そう、繋がった、と3人が同時に思った瞬間、3人を包むようにあった触手が飛び散る。
呆ける3人に新たな触手が襲いかかるが全て弾き返す。
「ヒース、前と同じの出てる!」
触手と追いかけっこしているミュウが叫ぶのを聞いたヒースが我に返り、右手を見つめるとポロネの一件で振るった見えない剣があるのに気付く。
「また使えた!」
「ヒース、ポロネの糸を切れた剣ならきっと効果あるはず!」
ダンテの言葉に頷くヒースが斬りかかろうとすると触手を諦めた土の邪精霊獣は天井を崩してくる。

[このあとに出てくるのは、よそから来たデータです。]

impl Heap {
    pub(crate) fn new(limits: Limits) -> Self {
        let none = Slot {
            generation: 0,
            refs: 1,
            immortal: true,
            payload: Some(Payload::None),
        };
        Self {
            slots: vec![none],
            free: Vec::new(),
            live: 0,
            limits,
            none: Handle::new(0, 0),
            host_types: Vec::new(),
            host_type_ids: HashMap::new(),
        }
    }

    pub(crate) fn none(&self) -> Handle {
        self.none
    }

    pub(crate) fn limits(&self) -> Limits {
        self.limits
    }

    /// Number of live mortal objects (the `None` singleton is not counted).
    pub(crate) fn live(&self) -> usize {
        self.live
    }

    /// Allocates `payload` with a reference count of one.
    ///
    /// On failure the payload is handed back so the caller can drop it outside the heap borrow.
    pub(crate) fn alloc(&mut self, payload: Payload) -> Result<Handle, (ObjError, Payload)> {
        if self.live >= self.limits.max_objects {
            let limit = self.limits.max_objects;
            return Err((ObjError::HeapExhausted { limit }, payload));
        }
        if let Some(index) = self.free.pop() {
            if let Some(slot) = self.slots.get_mut(index as usize) {
                slot.refs = 1;
                slot.payload = Some(payload);
                self.live += 1;
                return Ok(Handle::new(index, slot.generation));
            }
        }
        let Ok(index) = u32::try_from(self.slots.len()) else {
            let limit = self.slots.len();
            return Err((ObjError::HeapExhausted { limit }, payload));
        };
        self.slots.push(Slot {
            generation: 0,
            refs: 1,
            immortal: false,
            payload: Some(payload),
        });
        self.live += 1;
        Ok(Handle::new(index, 0))
    }

    fn slot(&self, h: Handle) -> Result<&Slot, ObjError> {
        match self.slots.get(h.index() as usize) {
            Some(slot) if slot.generation == h.generation() && slot.payload.is_some() => Ok(slot),
            _ => Err(ObjError::BadHandle),
        }
    }

    fn slot_mut(&mut self, h: Handle) -> Result<&mut Slot, ObjError> {
        match self.slots.get_mut(h.index() as usize) {
            Some(slot) if slot.generation == h.generation() && slot.payload.is_some() => Ok(slot),
            _ => Err(ObjError::BadHandle),
        }
    }

    pub(crate) fn payload(&self, h: Handle) -> Result<&Payload, ObjError> {
        self.slot(h)?.payload.as_ref().ok_or(ObjError::BadHandle)
    }

    pub(crate) fn payload_mut(&mut self, h: Handle) -> Result<&mut Payload, ObjError> {
        self.slot_mut(h)?.payload.as_mut().ok_or(ObjError::BadHandle)
    }

    pub(crate) fn kind(&self, h: Handle) -> Result<ObjKind, ObjError> {
        self.payload(h).map(Payload::kind)
    }

    pub(crate) fn ref_count(&self, h: Handle) -> Result<usize, ObjError> {
        self.slot(h).map(|slot| slot.refs)
    }

    pub(crate) fn inc_ref(&mut self, h: Handle) -> Result<(), ObjError> {
        let slot = self.slot_mut(h)?;
        if !slot.immortal {
            slot.refs += 1;
        }
        Ok(())
    }

    /// Releases one count of `h`, freeing it (and transitively its children) at zero.
    ///
    /// Freed payloads are pushed to `garbage`; the caller drops them after the heap borrow ends.
    pub(crate) fn dec_ref(&mut self, h: Handle, garbage: &mut Vec<Payload>) -> Result<(), ObjError> {
        let mut pending = vec![h];
        while let Some(h) = pending.pop() {
            let slot = self.slot_mut(h)?;
            if slot.immortal {
                continue;
            }
            slot.refs -= 1;
            if slot.refs > 0 {
                continue;
            }
            let payload = slot.payload.take();
            slot.generation = slot.generation.wrapping_add(1);
            self.free.push(h.index());
            self.live -= 1;
            if let Some(payload) = payload {
                payload.push_children(&mut pending);
                garbage.push(payload);
            }
        }
        Ok(())
    }

    pub(crate) fn register_host_type(&mut self, key: TypeId, name: &str) -> HostTypeId {
        if let Some(&id) = self.host_type_ids.get(&key) {
            return id;
        }
        let id = HostTypeId(u32::try_from(self.host_types.len()).unwrap_or(u32::MAX));
        self.host_types.push(name.into());
        self.host_type_ids.insert(key, id);
        id
    }

    pub(crate) fn host_type(&self, key: TypeId) -> Option<HostTypeId> {
        self.host_type_ids.get(&key).copied()
    }

    pub(crate) fn host_type_name(&self, id: HostTypeId) -> Option<&str> {
        self.host_types.get(id.0 as usize).map(|name| &**name)
    }

    pub(crate) fn list(&self, h: Handle) -> Result<&[Handle], ObjError> {
        match self.payload(h)? {
            Payload::List(items) => Ok(items),
            other => Err(wrong_kind("list", other)),
        }
    }

    pub(crate) fn list_mut(&mut self, h: Handle) -> Result<&mut Vec<Handle>, ObjError> {
        match self.payload_mut(h)? {
            Payload::List(items) => Ok(items),
            other => Err(wrong_kind("list", other)),
        }
    }

    pub(crate) fn tuple(&self, h: Handle) -> Result<&[Handle], ObjError> {
        match self.payload(h)? {
            Payload::Tuple(items) => Ok(items),
            other => Err(wrong_kind("tuple", other)),
        }
    }

    pub(crate) fn dict(&self, h: Handle) -> Result<&DictStore, ObjError> {
        match self.payload(h)? {
            Payload::Dict(store) => Ok(store),
            other => Err(wrong_kind("dict", other)),
        }
    }

    pub(crate) fn hash_key(&self, h: Handle) -> Result<HashKey, ObjError> {
        match self.payload(h)? {
            Payload::None => Ok(HashKey::None),
            Payload::Bool(v) => Ok(HashKey::Int(i64::from(*v))),
            Payload::Int(v) => Ok(HashKey::Int(*v)),
            Payload::Float(v) => Ok(HashKey::from_float(*v)),
            Payload::Str(s) => Ok(HashKey::Str(s.clone())),
            Payload::Tuple(items) => items
                .iter()
                .map(|&item| self.hash_key(item))
                .collect::<Result<Box<[_]>, _>>()
                .map(HashKey::Tuple),
            other => Err(ObjError::Unhashable(other.kind())),
        }
    }

    pub(crate) fn dict_lookup(&self, dict: Handle, key: Handle) -> Result<Option<Handle>, ObjError> {
        let key = self.hash_key(key)?;
        let store = self.dict(dict)?;
        Ok(store
            .index
            .get(&key)
            .and_then(|&i| store.entries.get(i))
            .map(|&(_, value)| value))
    }

    /// Stores `key -> value`, taking ownership of one count of each.
    ///
    /// When the key already exists, the stored key is kept and the value replaced; the unused new
    /// key and the displaced value are returned so the caller can release them.
    pub(crate) fn dict_insert(
        &mut self,
        dict: Handle,
        key: Handle,
        value: Handle,
    ) -> Result<Option<(Handle, Handle)>, ObjError> {
        let hash = self.hash_key(key)?;
        let store = match self.payload_mut(dict)? {
            Payload::Dict(store) => store,
            other => return Err(wrong_kind("dict", other)),
        };
        if let Some(&i) = store.index.get(&hash) {
            if let Some(entry) = store.entries.get_mut(i) {
                let old = core::mem::replace(&mut entry.1, value);
                return Ok(Some((key, old)));
            }
        }
        store.index.insert(hash, store.entries.len());
        store.entries.push((key, value));
        Ok(None)
    }

    /// Advances the iterator `iter` by one position.
    pub(crate) fn iter_step(&mut self, iter: Handle) -> Result<IterStep, ObjError> {
        let (source, index) = match self.payload(iter)? {
            Payload::SeqIter { seq, index } => (*seq, *index),
            Payload::KeyIter { dict, index } => (*dict, *index),
            Payload::HostIter { host_type, state } => {
                return Ok(IterStep::Host {
                    host_type: *host_type,
                    state: Rc::clone(state),
                });
            }
            other => return Err(wrong_kind("iterator", other)),
        };
        let step = match self.payload(source)? {
            Payload::List(items) => items.get(index).map_or(IterStep::Done, |&h| IterStep::Item(h)),
            Payload::Tuple(items) => {
                items.get(index).map_or(IterStep::Done, |&h| IterStep::Item(h))
            }
            Payload::Str(s) => s.chars().nth(index).map_or(IterStep::Done, IterStep::Char),
            Payload::Dict(store) => store
                .entry(index)
                .map_or(IterStep::Done, |(key, _)| IterStep::Item(key)),
            Payload::Sequence(src) => IterStep::Protocol {
                source: Rc::clone(src),
                index,
            },
            other => return Err(wrong_kind("iterable", other)),
        };
        if !matches!(step, IterStep::Done) {
            if let Payload::SeqIter { index, .. } | Payload::KeyIter { index, .. } =
                self.payload_mut(iter)?
            {
                *index += 1;
            }
        }
        Ok(step)
    }

    /// Writes a runtime-style representation of `h` to `out`.
    pub(crate) fn repr(
        &self,
        h: Handle,
        out: &mut String,
        visiting: &mut Vec<Handle>,
    ) -> Result<(), ObjError> {
        if visiting.contains(&h) {
            out.push_str("...");
            return Ok(());
        }
        match self.payload(h)? {
            Payload::None => out.push_str("None"),
            Payload::Bool(true) => out.push_str("True"),
            Payload::Bool(false) => out.push_str("False"),
            Payload::Int(v) => {
                let _ = write!(out, "{v}");
            }
            Payload::Float(v) if v.is_nan() => out.push_str("nan"),
            Payload::Float(v) => {
                let _ = write!(out, "{v:?}");
            }
            Payload::Str(s) => repr_str(s, out),
            Payload::List(items) => {
                visiting.push(h);
                self.repr_items(items, "[", "]", out, visiting)?;
                visiting.pop();
            }
            Payload::Tuple(items) => {
                visiting.push(h);
                let close = if items.len() == 1 { ",)" } else { ")" };
                self.repr_items(items, "(", close, out, visiting)?;
                visiting.pop();
            }
            Payload::Dict(store) => {
                visiting.push(h);
                out.push('{');
                for (i, &(key, value)) in store.entries.iter().enumerate() {
                    if i > 0 {
                        out.push_str(", ");
                    }
                    self.repr(key, out, visiting)?;
                    out.push_str(": ");
                    self.repr(value, out, visiting)?;
                }
                out.push('}');
                visiting.pop();
            }
            Payload::SeqIter { .. } | Payload::KeyIter { .. } | Payload::HostIter { .. } => {
                out.push_str("<iterator>");
            }
            Payload::Sequence(_) => out.push_str("<sequence>"),
            Payload::Host { host_type, .. } => {
                let name = self.host_type_name(*host_type).unwrap_or("object");
                let _ = write!(out, "<{name} object>");
            }
        }
        Ok(())
    }

    fn repr_items(
        &self,
        items: &[Handle],
        open: &str,
        close: &str,
        out: &mut String,
        visiting: &mut Vec<Handle>,
    ) -> Result<(), ObjError> {
        out.push_str(open);
        for (i, &item) in items.iter().enumerate() {
            if i > 0 {
                out.push_str(", ");
            }
            self.repr(item, out, visiting)?;
        }
        out.push_str(close);
        Ok(())
    }
}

踏みこんで斬ろうとしたヒースだったが落ちてくる落石を避けて遠い間合いで振り抜いてしまう。
「駄目なの! それだと浅いの!」
起き上がろうとするスゥが悲痛な声で告げるように斬ろうと思った場所が浅く切れただけであった。
もう一回! と振り上げようとするが魔力の奔流に圧されて思うように前にいけないヒースは気付く。
「土の邪精霊獣にできた亀裂から青いオーラが漏れ出してる!?」
その言葉を拾ったホーラ達の口許に笑みが漏れた。
「アタイとした事が要らない心配をしたもんさ?」
その亀裂が卵の殻が割れるようにピシリピシリと音を鳴らし始めた。